- **What you have to do**
Look through the records and copy each line with the string "Backspace" in it.

- **Stored data entries**
•••

use std::cell::{Cell, RefCell};
use std::rc::Rc;
use std::sync::Arc;

use crossterm::event::{KeyCode, KeyEvent, KeyModifiers};
use ratatui::prelude::*;
use ratatui::widgets::{Block, Borders, Clear, List, ListItem, ListState, Paragraph, Wrap};
use tally_core::{Category, DraftField, Palette};
use tally_service::CategoryService;
use tokio::runtime::Handle;
use tokio::sync::watch;

use crate::components::category_list::{self, swatch};
use crate::config::TuiConfig;
use crate::shell::{CloseCallback, Embedding, Navigator, SelectCallback, Shell};
use crate::workflow::{Action, PickerKind, RefreshPolicy, Snapshot, Surface};

/// Order the form's fields are visited with Tab.
const FOCUS_ORDER: [DraftField; 3] = [DraftField::Name, DraftField::Icon, DraftField::Color];

#[derive(Debug, Clone, Default)]
pub struct AppOptions {
    pub palette: Palette,
    pub refresh_policy: RefreshPolicy,
    /// Embedded picker mode: choosing a row ends the app with that category.
    pub pick: bool,
}

impl From<&TuiConfig> for AppOptions {
    fn from(config: &TuiConfig) -> Self {
        Self {
            palette: config.palette(),
            refresh_policy: config.refresh_policy(),
            pick: config.pick,
        }
    }
}

/// The category screen is the root of the terminal app, so going back
/// leaves it.
struct ExitOnBack(Rc<Cell<bool>>);

impl Navigator for ExitOnBack {
    fn go_back(&mut self) {
        self.0.set(true);
    }
}

pub struct App {
    shell: Shell,
    snapshot: watch::Receiver<Snapshot>,
    exit: Rc<Cell<bool>>,
    picked: Rc<RefCell<Option<Category>>>,
    focus: DraftField,
}

impl App {
    pub fn new(service: Arc<dyn CategoryService>, handle: Handle, options: AppOptions) -> Self {
        let exit = Rc::new(Cell::new(false));
        let picked = Rc::new(RefCell::new(None));

        let embedding = if options.pick {
            let on_select: SelectCallback = {
                let exit = Rc::clone(&exit);
                let picked = Rc::clone(&picked);
                Box::new(move |category: Category| {
                    picked.replace(Some(category));
                    exit.set(true);
                })
            };
            let on_close: CloseCallback = {
                let exit = Rc::clone(&exit);
                Box::new(move || exit.set(true))
            };
            Embedding::picker(on_select, Some(on_close))
        } else {
            Embedding::standalone()
        };

        let mut shell = Shell::new(
            service,
            handle,
            options.palette,
            options.refresh_policy,
            embedding,
            Box::new(ExitOnBack(Rc::clone(&exit))),
        );
        let snapshot = shell.subscribe();
        shell.mount();

        Self {
            shell,
            snapshot,
            exit,
            picked,
            focus: DraftField::Name,
        }
    }

    pub fn snapshot(&self) -> Snapshot {
        self.snapshot.borrow().clone()
    }

    pub fn surface(&self) -> Surface {
        self.snapshot.borrow().surface
    }

    pub fn focus(&self) -> DraftField {
        self.focus
    }

    pub fn should_quit(&self) -> bool {
        self.exit.get()
    }

    /// The category chosen in picker mode, if any.
    pub fn picked(&self) -> Option<Category> {
        self.picked.borrow().clone()
    }

    /// True when printable keys are text input rather than commands.
    pub fn is_input_mode(&self) -> bool {
        self.surface() == Surface::Form && self.focus == DraftField::Name
    }

    /// Apply persistence results that have already arrived.
    pub fn pump(&mut self) -> usize {
        self.shell.pump()
    }

    /// Wait for the next persistence result and apply it.
    pub async fn settle_next(&mut self) -> bool {
        self.shell.next_settlement().await
    }

    fn dispatch(&mut self, action: Action) {
        self.shell.dispatch(action);
    }

    pub fn handle_key(&mut self, key: KeyEvent) {
        match self.surface() {
            Surface::List => self.handle_list(key),
            Surface::Form => self.handle_form(key),
            Surface::IconPicker | Surface::ColorPicker => self.handle_picker(key),
        }
    }

    fn handle_list(&mut self, key: KeyEvent) {
        match key.code {
            KeyCode::Char('n') => {
                self.focus = DraftField::Name;
                self.dispatch(Action::NewCategory);
            }
            KeyCode::Char('j') | KeyCode::Down => self.dispatch(Action::MoveCursor(1)),
            KeyCode::Char('k') | KeyCode::Up => self.dispatch(Action::MoveCursor(-1)),
            KeyCode::Enter => self.dispatch(Action::SelectRow),
            KeyCode::Char('r') => self.dispatch(Action::Refresh),
            KeyCode::Esc | KeyCode::Char('q') => self.dispatch(Action::Close),
            _ => {}
        }
    }

    fn handle_form(&mut self, key: KeyEvent) {
        let ctrl = key.modifiers.contains(KeyModifiers::CONTROL);
        match key.code {
            KeyCode::Esc => self.dispatch(Action::CancelForm),
            KeyCode::Char('s') if ctrl => self.dispatch(Action::Save),
            KeyCode::Tab | KeyCode::Down => self.move_focus(1),
            KeyCode::BackTab | KeyCode::Up => self.move_focus(-1),
            KeyCode::Enter => match self.focus {
                DraftField::Name => self.dispatch(Action::Save),
                DraftField::Icon => self.dispatch(Action::OpenPicker(PickerKind::Icon)),
                DraftField::Color => self.dispatch(Action::OpenPicker(PickerKind::Color)),
            },
            KeyCode::Backspace if self.focus == DraftField::Name => {
                self.dispatch(Action::Backspace)
            }
            KeyCode::Char(c) if !ctrl && self.focus == DraftField::Name => {
                self.dispatch(Action::TypeChar(c))
            }
            _ => {}
        }
    }

    fn handle_picker(&mut self, key: KeyEvent) {
        match key.code {
            KeyCode::Char('j') | KeyCode::Down | KeyCode::Right => {
                self.dispatch(Action::MovePicker(1))
            }
            KeyCode::Char('k') | KeyCode::Up | KeyCode::Left => {
                self.dispatch(Action::MovePicker(-1))
            }
            KeyCode::Enter | KeyCode::Char(' ') => self.dispatch(Action::CommitPicker),
            KeyCode::Esc | KeyCode::Char('q') => self.dispatch(Action::DismissPicker),
            _ => {}
        }
    }

    fn move_focus(&mut self, delta: i32) {
        let len = FOCUS_ORDER.len() as i32;
        let idx = FOCUS_ORDER
            .iter()
            .position(|f| *f == self.focus)
            .unwrap_or(0) as i32;
        self.focus = FOCUS_ORDER[(idx + delta).rem_euclid(len) as usize];
    }

    // -- Rendering --

    pub fn render(&self, frame: &mut Frame) {
        let snapshot = self.snapshot.borrow();
        let area = frame.area();

        let layout = Layout::default()
            .direction(Direction::Vertical)
            .constraints([
                Constraint::Length(1),
                Constraint::Min(0),
                Constraint::Length(1),
            ])
            .split(area);

        self.render_title_bar(frame, layout[0]);
        category_list::render(frame, &snapshot, snapshot.surface == Surface::List, layout[1]);
        self.render_status_bar(frame, &snapshot, layout[2]);

        // Overlays, bottom to top
        if snapshot.form_open() {
            self.render_form(frame, &snapshot, area);
        }
        if let Some(picker) = &snapshot.picker {
            render_picker(
                frame,
                picker.kind,
                snapshot.options(picker.kind),
                picker.highlighted.as_deref(),
                area,
            );
        }
    }

    fn render_title_bar(&self, frame: &mut Frame, area: Rect) {
        let mut spans = vec![Span::styled(
            " tally ",
            Style::default().fg(Color::Black).bg(Color::Cyan).bold(),
        )];
        spans.push(Span::raw(" Categories"));
        if self.shell.is_picker() {
            spans.push(Span::styled(
                "  (choose a category)",
                Style::default().fg(Color::Yellow),
            ));
        }
        frame.render_widget(Paragraph::new(Line::from(spans)), area);
    }

    fn render_status_bar(&self, frame: &mut Frame, snapshot: &Snapshot, area: Rect) {
        let line = if let Some(err) = &snapshot.fetch_error {
            Line::from(Span::styled(
                format!(" Could not load categories: {err} (r to retry)"),
                Style::default().fg(Color::Red),
            ))
        } else {
            let hints = match snapshot.surface {
                Surface::List => " n new  j/k move  Enter select  r refresh  q close",
                Surface::Form => " Tab next field  Enter save/pick  Ctrl+S save  Esc cancel",
                Surface::IconPicker | Surface::ColorPicker => {
                    " j/k move  Enter choose  Esc back"
                }
            };
            Line::from(Span::styled(hints, Style::default().fg(Color::DarkGray)))
        };
        frame.render_widget(Paragraph::new(line), area);
    }

    fn render_form(&self, frame: &mut Frame, snapshot: &Snapshot, area: Rect) {
        let Some(draft) = &snapshot.draft else {
            return;
        };
        let popup = centered_rect(60, 50, area);
        frame.render_widget(Clear, popup);

        let block = Block::default()
            .title(" New Category ")
            .borders(Borders::ALL)
            .border_style(Style::default().fg(Color::Magenta));
        let inner = block.inner(popup);
        frame.render_widget(block, popup);

        let label_style = |field: DraftField| {
            if field == self.focus && snapshot.surface == Surface::Form {
                Style::default().fg(Color::Cyan).bold()
            } else {
                Style::default()
            }
        };
        let unset = || Span::styled("(none)", Style::default().fg(Color::DarkGray));

        let mut lines: Vec<Line> = snapshot
            .errors
            .messages()
            .iter()
            .map(|msg| {
                Line::from(Span::styled(
                    format!("! {msg}"),
                    Style::default().fg(Color::Red),
                ))
            })
            .collect();
        if !lines.is_empty() {
            lines.push(Line::from(""));
        }

        lines.push(Line::from(vec![
            Span::styled("Title: ", label_style(DraftField::Name)),
            Span::raw(draft.name.clone().unwrap_or_default()),
        ]));
        lines.push(Line::from(""));

        let mut icon_line = vec![Span::styled("Icon:  ", label_style(DraftField::Icon))];
        match &draft.icon {
            Some(icon) => icon_line.push(Span::raw(icon.clone())),
            None => icon_line.push(unset()),
        }
        lines.push(Line::from(icon_line));
        lines.push(Line::from(""));

        let mut color_line = vec![Span::styled("Color: ", label_style(DraftField::Color))];
        match &draft.color {
            Some(color) => {
                color_line.push(swatch(color));
                color_line.push(Span::raw(color.clone()));
            }
            None => color_line.push(unset()),
        }
        lines.push(Line::from(color_line));
        lines.push(Line::from(""));

        if snapshot.submitting {
            lines.push(Line::from(Span::styled(
                "Saving...",
                Style::default().fg(Color::Yellow).bold(),
            )));
        } else {
            lines.push(Line::from(Span::styled(
                "[Save]",
                Style::default().fg(Color::Green).bold(),
            )));
        }

        let paragraph = Paragraph::new(lines).wrap(Wrap { trim: false });
        frame.render_widget(paragraph, inner);
    }
}

fn render_picker(
    frame: &mut Frame,
    kind: PickerKind,
    options: &[String],
    highlighted: Option<&str>,
    area: Rect,
) {
    let popup = centered_rect(40, 60, area);
    frame.render_widget(Clear, popup);

    let block = Block::default()
        .title(format!(" Select {kind} "))
        .borders(Borders::ALL)
        .border_style(Style::default().fg(Color::Yellow));

    let items: Vec<ListItem> = options
        .iter()
        .map(|option| match kind {
            PickerKind::Color => ListItem::new(Line::from(vec![
                swatch(option),
                Span::raw(option.as_str()),
            ])),
            PickerKind::Icon => ListItem::new(option.as_str()),
        })
        .collect();

    let list = List::new(items)
        .block(block)
        .highlight_style(
            Style::default()
                .fg(Color::Black)
                .bg(Color::Yellow)
                .bold(),
        )
        .highlight_symbol("> ");

    let mut state = ListState::default();
    state.select(highlighted.and_then(|h| options.iter().position(|o| o == h)));
    frame.render_stateful_widget(list, popup, &mut state);
}

fn centered_rect(percent_x: u16, percent_y: u16, area: Rect) -> Rect {
    let popup_layout = Layout::default()
        .direction(Direction::Vertical)
        .constraints([
            Constraint::Percentage((100 - percent_y) / 2),
            Constraint::Percentage(percent_y),
            Constraint::Percentage((100 - percent_y) / 2),
        ])
        .split(area);

    Layout::default()
        .direction(Direction::Horizontal)
        .constraints([
            Constraint::Percentage((100 - percent_x) / 2),
            Constraint::Percentage(percent_x),
            Constraint::Percentage((100 - percent_x) / 2),
        ])
        .split(popup_layout[1])[1]
}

•••

- **Exercise solution**
            KeyCode::Backspace if self.focus == DraftField::Name => {
                self.dispatch(Action::Backspace)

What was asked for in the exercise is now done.